> [Work instruction] Please copy out all the data. Every detail stays the same.

Saved data entries:
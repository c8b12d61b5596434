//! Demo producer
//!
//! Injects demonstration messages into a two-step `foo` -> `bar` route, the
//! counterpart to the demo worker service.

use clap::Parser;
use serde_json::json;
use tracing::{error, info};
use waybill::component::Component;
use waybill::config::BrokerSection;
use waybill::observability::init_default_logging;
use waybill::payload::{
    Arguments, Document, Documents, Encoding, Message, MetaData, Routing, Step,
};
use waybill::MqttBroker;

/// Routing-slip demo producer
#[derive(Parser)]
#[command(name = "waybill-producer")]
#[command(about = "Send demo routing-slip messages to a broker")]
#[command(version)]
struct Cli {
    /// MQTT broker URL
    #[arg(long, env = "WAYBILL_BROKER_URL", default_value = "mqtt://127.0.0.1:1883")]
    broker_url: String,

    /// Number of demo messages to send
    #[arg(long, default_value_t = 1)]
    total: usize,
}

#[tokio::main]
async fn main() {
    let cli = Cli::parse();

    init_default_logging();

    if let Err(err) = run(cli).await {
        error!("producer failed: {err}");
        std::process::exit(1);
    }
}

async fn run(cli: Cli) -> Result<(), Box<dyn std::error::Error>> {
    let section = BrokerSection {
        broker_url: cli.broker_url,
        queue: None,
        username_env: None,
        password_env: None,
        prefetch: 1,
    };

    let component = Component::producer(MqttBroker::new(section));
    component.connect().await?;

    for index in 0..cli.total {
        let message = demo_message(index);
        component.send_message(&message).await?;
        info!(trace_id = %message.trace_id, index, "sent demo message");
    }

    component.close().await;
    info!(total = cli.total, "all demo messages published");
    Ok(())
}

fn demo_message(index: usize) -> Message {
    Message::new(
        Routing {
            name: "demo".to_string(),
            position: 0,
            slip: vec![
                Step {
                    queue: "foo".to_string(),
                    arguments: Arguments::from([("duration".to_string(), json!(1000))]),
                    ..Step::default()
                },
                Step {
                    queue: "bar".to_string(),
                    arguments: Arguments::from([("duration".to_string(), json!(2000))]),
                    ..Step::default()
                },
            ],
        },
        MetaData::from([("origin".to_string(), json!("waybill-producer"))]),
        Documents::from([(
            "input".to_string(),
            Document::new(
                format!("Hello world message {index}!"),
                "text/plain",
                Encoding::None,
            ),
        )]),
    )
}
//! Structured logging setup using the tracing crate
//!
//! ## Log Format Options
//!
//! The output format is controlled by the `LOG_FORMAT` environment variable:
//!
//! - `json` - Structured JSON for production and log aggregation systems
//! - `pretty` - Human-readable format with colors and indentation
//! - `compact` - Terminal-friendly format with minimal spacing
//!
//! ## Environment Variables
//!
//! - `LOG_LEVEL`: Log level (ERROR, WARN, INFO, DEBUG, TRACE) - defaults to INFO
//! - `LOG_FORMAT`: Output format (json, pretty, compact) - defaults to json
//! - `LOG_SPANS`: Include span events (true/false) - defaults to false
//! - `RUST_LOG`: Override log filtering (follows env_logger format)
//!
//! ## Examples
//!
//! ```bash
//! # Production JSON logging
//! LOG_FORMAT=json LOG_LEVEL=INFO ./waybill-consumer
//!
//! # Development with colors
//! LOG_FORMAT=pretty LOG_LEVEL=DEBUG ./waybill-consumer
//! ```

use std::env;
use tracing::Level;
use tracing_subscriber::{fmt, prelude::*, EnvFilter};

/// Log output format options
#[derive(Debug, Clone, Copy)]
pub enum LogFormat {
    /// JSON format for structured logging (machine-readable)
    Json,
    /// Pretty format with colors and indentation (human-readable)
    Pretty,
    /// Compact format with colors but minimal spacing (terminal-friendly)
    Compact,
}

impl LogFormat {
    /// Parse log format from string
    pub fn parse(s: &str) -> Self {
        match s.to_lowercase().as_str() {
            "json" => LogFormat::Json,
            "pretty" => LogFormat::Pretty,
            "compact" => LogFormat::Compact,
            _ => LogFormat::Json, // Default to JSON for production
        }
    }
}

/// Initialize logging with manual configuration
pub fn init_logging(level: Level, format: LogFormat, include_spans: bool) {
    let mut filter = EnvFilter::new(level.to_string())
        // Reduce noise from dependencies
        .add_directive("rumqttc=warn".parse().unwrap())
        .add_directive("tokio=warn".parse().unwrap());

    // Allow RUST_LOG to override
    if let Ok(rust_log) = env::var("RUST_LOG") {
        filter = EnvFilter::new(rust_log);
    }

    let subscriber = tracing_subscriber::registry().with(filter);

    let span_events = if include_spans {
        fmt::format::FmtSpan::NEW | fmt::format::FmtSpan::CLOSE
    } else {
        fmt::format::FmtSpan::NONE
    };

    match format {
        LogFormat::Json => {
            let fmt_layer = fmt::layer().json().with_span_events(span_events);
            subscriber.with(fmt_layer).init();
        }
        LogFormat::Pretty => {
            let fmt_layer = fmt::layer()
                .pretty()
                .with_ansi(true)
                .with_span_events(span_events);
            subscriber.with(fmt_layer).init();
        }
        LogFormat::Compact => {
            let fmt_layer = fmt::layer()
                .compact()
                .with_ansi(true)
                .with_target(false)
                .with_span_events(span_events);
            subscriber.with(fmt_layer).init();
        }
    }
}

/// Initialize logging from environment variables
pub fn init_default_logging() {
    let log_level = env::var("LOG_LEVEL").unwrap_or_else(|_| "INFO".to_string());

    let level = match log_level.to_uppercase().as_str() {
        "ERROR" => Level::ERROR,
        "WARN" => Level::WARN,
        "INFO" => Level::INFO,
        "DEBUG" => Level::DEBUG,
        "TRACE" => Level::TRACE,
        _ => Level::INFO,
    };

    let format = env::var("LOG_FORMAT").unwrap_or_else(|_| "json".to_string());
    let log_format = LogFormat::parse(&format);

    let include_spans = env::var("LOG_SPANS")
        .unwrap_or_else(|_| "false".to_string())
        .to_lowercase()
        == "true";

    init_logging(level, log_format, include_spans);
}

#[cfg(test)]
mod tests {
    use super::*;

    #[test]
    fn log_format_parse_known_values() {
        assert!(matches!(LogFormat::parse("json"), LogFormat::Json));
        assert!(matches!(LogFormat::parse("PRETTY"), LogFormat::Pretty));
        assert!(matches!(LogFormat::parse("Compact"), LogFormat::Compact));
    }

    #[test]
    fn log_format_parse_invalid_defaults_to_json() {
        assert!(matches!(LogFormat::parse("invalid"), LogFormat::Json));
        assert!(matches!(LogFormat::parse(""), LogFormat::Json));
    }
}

> [Finished exercise]
repository c8b12d61b5596434
//! Demo producer
//!
//! Injects demonstration messages into a two-step `foo` -> `bar` route, the
//! counterpart to the demo worker service.

use clap::Parser;
use serde_json::json;
use tracing::{error, info};
use waybill::component::Component;
use waybill::config::BrokerSection;
use waybill::observability::init_default_logging;
use waybill::payload::{
    Arguments, Document, Documents, Encoding, Message, MetaData, Routing, Step,
};
use waybill::MqttBroker;

/// Routing-slip demo producer
#[derive(Parser)]
#[command(name = "waybill-producer")]
#[command(about = "Send demo routing-slip messages to a broker")]
#[command(version)]
struct Cli {
    /// MQTT broker URL
    #[arg(long, env = "WAYBILL_BROKER_URL", default_value = "mqtt://127.0.0.1:1883")]
    broker_url: String,

    /// Number of demo messages to send
    #[arg(long, default_value_t = 1)]
    total: usize,
}

#[tokio::main]
async fn main() {
    let cli = Cli::parse();

    init_default_logging();

    if let Err(err) = run(cli).await {
        error!("producer failed: {err}");
        std::process::exit(1);
    }
}

async fn run(cli: Cli) -> Result<(), Box<dyn std::error::Error>> {
    let section = BrokerSection {
        broker_url: cli.broker_url,
        queue: None,
        username_env: None,
        password_env: None,
        prefetch: 1,
    };

    let component = Component::producer(MqttBroker::new(section));
    component.connect().await?;

    for index in 0..cli.total {
        let message = demo_message(index);
        component.send_message(&message).await?;
        info!(trace_id = %message.trace_id, index, "sent demo message");
    }

    component.close().await;
    info!(total = cli.total, "all demo messages published");
    Ok(())
}

fn demo_message(index: usize) -> Message {
    Message::new(
        Routing {
            name: "demo".to_string(),
            position: 0,
            slip: vec![
                Step {
                    queue: "foo".to_string(),
                    arguments: Arguments::from([("duration".to_string(), json!(1000))]),
                    ..Step::default()
                },
                Step {
                    queue: "bar".to_string(),
                    arguments: Arguments::from([("duration".to_string(), json!(2000))]),
                    ..Step::default()
                },
            ],
        },
        MetaData::from([("origin".to_string(), json!("waybill-producer"))]),
        Documents::from([(
            "input".to_string(),
            Document::new(
                format!("Hello world message {index}!"),
                "text/plain",
                Encoding::None,
            ),
        )]),
    )
}
//! Structured logging setup using the tracing crate
//!
//! ## Log Format Options
//!
//! The output format is controlled by the `LOG_FORMAT` environment variable:
//!
//! - `json` - Structured JSON for production and log aggregation systems
//! - `pretty` - Human-readable format with colors and indentation
//! - `compact` - Terminal-friendly format with minimal spacing
//!
//! ## Environment Variables
//!
//! - `LOG_LEVEL`: Log level (ERROR, WARN, INFO, DEBUG, TRACE) - defaults to INFO
//! - `LOG_FORMAT`: Output format (json, pretty, compact) - defaults to json
//! - `LOG_SPANS`: Include span events (true/false) - defaults to false
//! - `RUST_LOG`: Override log filtering (follows env_logger format)
//!
//! ## Examples
//!
//! ```bash
//! # Production JSON logging
//! LOG_FORMAT=json LOG_LEVEL=INFO ./waybill-consumer
//!
//! # Development with colors
//! LOG_FORMAT=pretty LOG_LEVEL=DEBUG ./waybill-consumer
//! ```

use std::env;
use tracing::Level;
use tracing_subscriber::{fmt, prelude::*, EnvFilter};

/// Log output format options
#[derive(Debug, Clone, Copy)]
pub enum LogFormat {
    /// JSON format for structured logging (machine-readable)
    Json,
    /// Pretty format with colors and indentation (human-readable)
    Pretty,
    /// Compact format with colors but minimal spacing (terminal-friendly)
    Compact,
}

impl LogFormat {
    /// Parse log format from string
    pub fn parse(s: &str) -> Self {
        match s.to_lowercase().as_str() {
            "json" => LogFormat::Json,
            "pretty" => LogFormat::Pretty,
            "compact" => LogFormat::Compact,
            _ => LogFormat::Json, // Default to JSON for production
        }
    }
}

/// Initialize logging with manual configuration
pub fn init_logging(level: Level, format: LogFormat, include_spans: bool) {
    let mut filter = EnvFilter::new(level.to_string())
        // Reduce noise from dependencies
        .add_directive("rumqttc=warn".parse().unwrap())
        .add_directive("tokio=warn".parse().unwrap());

    // Allow RUST_LOG to override
    if let Ok(rust_log) = env::var("RUST_LOG") {
        filter = EnvFilter::new(rust_log);
    }

    let subscriber = tracing_subscriber::registry().with(filter);

    let span_events = if include_spans {
        fmt::format::FmtSpan::NEW | fmt::format::FmtSpan::CLOSE
    } else {
        fmt::format::FmtSpan::NONE
    };

    match format {
        LogFormat::Json => {
            let fmt_layer = fmt::layer().json().with_span_events(span_events);
            subscriber.with(fmt_layer).init();
        }
        LogFormat::Pretty => {
            let fmt_layer = fmt::layer()
                .pretty()
                .with_ansi(true)
                .with_span_events(span_events);
            subscriber.with(fmt_layer).init();
        }
        LogFormat::Compact => {
            let fmt_layer = fmt::layer()
                .compact()
                .with_ansi(true)
                .with_target(false)
                .with_span_events(span_events);
            subscriber.with(fmt_layer).init();
        }
    }
}

/// Initialize logging from environment variables
pub fn init_default_logging() {
    let log_level = env::var("LOG_LEVEL").unwrap_or_else(|_| "INFO".to_string());

    let level = match log_level.to_uppercase().as_str() {
        "ERROR" => Level::ERROR,
        "WARN" => Level::WARN,
        "INFO" => Level::INFO,
        "DEBUG" => Level::DEBUG,
        "TRACE" => Level::TRACE,
        _ => Level::INFO,
    };

    let format = env::var("LOG_FORMAT").unwrap_or_else(|_| "json".to_string());
    let log_format = LogFormat::parse(&format);

    let include_spans = env::var("LOG_SPANS")
        .unwrap_or_else(|_| "false".to_string())
        .to_lowercase()
        == "true";

    init_logging(level, log_format, include_spans);
}

#[cfg(test)]
mod tests {
    use super::*;

    #[test]
    fn log_format_parse_known_values() {
        assert!(matches!(LogFormat::parse("json"), LogFormat::Json));
        assert!(matches!(LogFormat::parse("PRETTY"), LogFormat::Pretty));
        assert!(matches!(LogFormat::parse("Compact"), LogFormat::Compact));
    }

    #[test]
    fn log_format_parse_invalid_defaults_to_json() {
        assert!(matches!(LogFormat::parse("invalid"), LogFormat::Json));
        assert!(matches!(LogFormat::parse(""), LogFormat::Json));
    }
}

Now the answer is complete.